Goal of the exercise: Would you print each of the entries below precisely as given?

--

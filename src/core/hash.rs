use std::fs::File;
use std::io;
use std::path::Path;

use sha2::{Digest, Sha256};

use crate::error::{ErrorContext, Result};

/// Compute the content hash of a file by streaming it through SHA-256.
pub fn compute_file_hash(path: &Path) -> Result<String> {
    let mut file = File::open(path)
        .with_io_context(|| format!("opening {} for hashing", path.display()))?;
    let mut hasher = Sha256::new();
    io::copy(&mut file, &mut hasher)
        .with_io_context(|| format!("hashing {}", path.display()))?;
    Ok(format!("{:x}", hasher.finalize()))
}

/// Compute hash for in-memory content
pub fn compute_content_hash(content: &[u8]) -> String {
    let mut hasher = Sha256::new();
    hasher.update(content);
    format!("{:x}", hasher.finalize())
}

#[cfg(test)]
mod tests {
    use super::*;
    use std::fs;
    use tempfile::tempdir;

    #[test]
    fn test_file_hash_matches_content_hash() {
        let dir = tempdir().unwrap();
        let path = dir.path().join("blob.bin");
        fs::write(&path, b"hello world").unwrap();

        let from_file = compute_file_hash(&path).unwrap();
        assert_eq!(from_file, compute_content_hash(b"hello world"));
        assert_eq!(
            from_file,
            "b94d27b9934d3e08a52e52d7da7dabfac484efe37a5380ee9088f7ace2efcde9"
        );
    }

    #[test]
    fn test_file_hash_changes_with_content() {
        let dir = tempdir().unwrap();
        let path = dir.path().join("blob.bin");
        fs::write(&path, b"one").unwrap();
        let first = compute_file_hash(&path).unwrap();
        fs::write(&path, b"two").unwrap();
        assert_ne!(first, compute_file_hash(&path).unwrap());
    }

    #[test]
    fn test_missing_file_is_io_error() {
        let dir = tempdir().unwrap();
        assert!(compute_file_hash(&dir.path().join("absent")).is_err());
    }
}
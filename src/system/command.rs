use std::process::{Command, Output};

use tracing::debug;

use crate::error::{BlobmanError, Result};

/// Human-readable rendering of a command line, without environment.
pub fn describe(cmd: &Command) -> String {
    let mut parts = vec![cmd.get_program().to_string_lossy().into_owned()];
    parts.extend(cmd.get_args().map(|a| a.to_string_lossy().into_owned()));
    parts.join(" ")
}

/// Run `cmd` to completion, turning spawn failures and non-zero exits into
/// [`BlobmanError::Command`].
pub fn run(cmd: &mut Command) -> Result<Output> {
    let line = describe(cmd);
    debug!(command = %line, "running");

    let output = cmd.output().map_err(|e| BlobmanError::Command {
        command: line.clone(),
        exit_code: None,
        stderr: e.to_string(),
    })?;

    if output.status.success() {
        Ok(output)
    } else {
        let stderr = String::from_utf8_lossy(&output.stderr).trim().to_string();
        debug!(command = %line, code = ?output.status.code(), %stderr, "command failed");
        Err(BlobmanError::Command {
            command: line,
            exit_code: output.status.code(),
            stderr,
        })
    }
}

/// Split NUL-terminated command output into strings, skipping empties.
pub fn split_nul(bytes: &[u8]) -> Vec<String> {
    bytes
        .split(|b| *b == 0)
        .filter(|s| !s.is_empty())
        .map(|s| String::from_utf8_lossy(s).into_owned())
        .collect()
}

#[cfg(test)]
mod tests {
    use super::*;

    #[test]
    fn test_describe() {
        let mut cmd = Command::new("git");
        cmd.args(["ls-tree", "-r", "HEAD"]);
        assert_eq!(describe(&cmd), "git ls-tree -r HEAD");
    }

    #[test]
    fn test_split_nul() {
        assert_eq!(split_nul(b"a.bin\0dir/b c.bin\0"), vec!["a.bin", "dir/b c.bin"]);
        assert!(split_nul(b"").is_empty());
    }

    #[test]
    fn test_missing_program_is_command_error() {
        let mut cmd = Command::new("blobman-definitely-missing-program");
        assert!(matches!(
            run(&mut cmd),
            Err(BlobmanError::Command { exit_code: None, .. })
        ));
    }
}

--

Solution below:
filename src/core/hash.rs
use std::fs::File;
use std::io;
use std::path::Path;

use sha2::{Digest, Sha256};

use crate::error::{ErrorContext, Result};

/// Compute the content hash of a file by streaming it through SHA-256.
pub fn compute_file_hash(path: &Path) -> Result<String> {
    let mut file = File::open(path)
        .with_io_context(|| format!("opening {} for hashing", path.display()))?;
    let mut hasher = Sha256::new();
    io::copy(&mut file, &mut hasher)
        .with_io_context(|| format!("hashing {}", path.display()))?;
    Ok(format!("{:x}", hasher.finalize()))
}

/// Compute hash for in-memory content
pub fn compute_content_hash(content: &[u8]) -> String {
    let mut hasher = Sha256::new();
    hasher.update(content);
    format!("{:x}", hasher.finalize())
}

#[cfg(test)]
mod tests {
    use super::*;
    use std::fs;
    use tempfile::tempdir;

    #[test]
    fn test_file_hash_matches_content_hash() {
        let dir = tempdir().unwrap();
        let path = dir.path().join("blob.bin");
        fs::write(&path, b"hello world").unwrap();

        let from_file = compute_file_hash(&path).unwrap();
        assert_eq!(from_file, compute_content_hash(b"hello world"));
        assert_eq!(
            from_file,
            "b94d27b9934d3e08a52e52d7da7dabfac484efe37a5380ee9088f7ace2efcde9"
        );
    }

    #[test]
    fn test_file_hash_changes_with_content() {
        let dir = tempdir().unwrap();
        let path = dir.path().join("blob.bin");
        fs::write(&path, b"one").unwrap();
        let first = compute_file_hash(&path).unwrap();
        fs::write(&path, b"two").unwrap();
        assert_ne!(first, compute_file_hash(&path).unwrap());
    }

    #[test]
    fn test_missing_file_is_io_error() {
        let dir = tempdir().unwrap();
        assert!(compute_file_hash(&dir.path().join("absent")).is_err());
    }
}
filename src/system/command.rs
use std::process::{Command, Output};

use tracing::debug;

use crate::error::{BlobmanError, Result};

/// Human-readable rendering of a command line, without environment.
pub fn describe(cmd: &Command) -> String {
    let mut parts = vec![cmd.get_program().to_string_lossy().into_owned()];
    parts.extend(cmd.get_args().map(|a| a.to_string_lossy().into_owned()));
    parts.join(" ")
}

/// Run `cmd` to completion, turning spawn failures and non-zero exits into
/// [`BlobmanError::Command`].
pub fn run(cmd: &mut Command) -> Result<Output> {
    let line = describe(cmd);
    debug!(command = %line, "running");

    let output = cmd.output().map_err(|e| BlobmanError::Command {
        command: line.clone(),
        exit_code: None,
        stderr: e.to_string(),
    })?;

    if output.status.success() {
        Ok(output)
    } else {
        let stderr = String::from_utf8_lossy(&output.stderr).trim().to_string();
        debug!(command = %line, code = ?output.status.code(), %stderr, "command failed");
        Err(BlobmanError::Command {
            command: line,
            exit_code: output.status.code(),
            stderr,
        })
    }
}

/// Split NUL-terminated command output into strings, skipping empties.
pub fn split_nul(bytes: &[u8]) -> Vec<String> {
    bytes
        .split(|b| *b == 0)
        .filter(|s| !s.is_empty())
        .map(|s| String::from_utf8_lossy(s).into_owned())
        .collect()
}

#[cfg(test)]
mod tests {
    use super::*;

    #[test]
    fn test_describe() {
        let mut cmd = Command::new("git");
        cmd.args(["ls-tree", "-r", "HEAD"]);
        assert_eq!(describe(&cmd), "git ls-tree -r HEAD");
    }

    #[test]
    fn test_split_nul() {
        assert_eq!(split_nul(b"a.bin\0dir/b c.bin\0"), vec!["a.bin", "dir/b c.bin"]);
        assert!(split_nul(b"").is_empty());
    }

    #[test]
    fn test_missing_program_is_command_error() {
        let mut cmd = Command::new("blobman-definitely-missing-program");
        assert!(matches!(
            run(&mut cmd),
            Err(BlobmanError::Command { exit_code: None, .. })
        ));
    }
}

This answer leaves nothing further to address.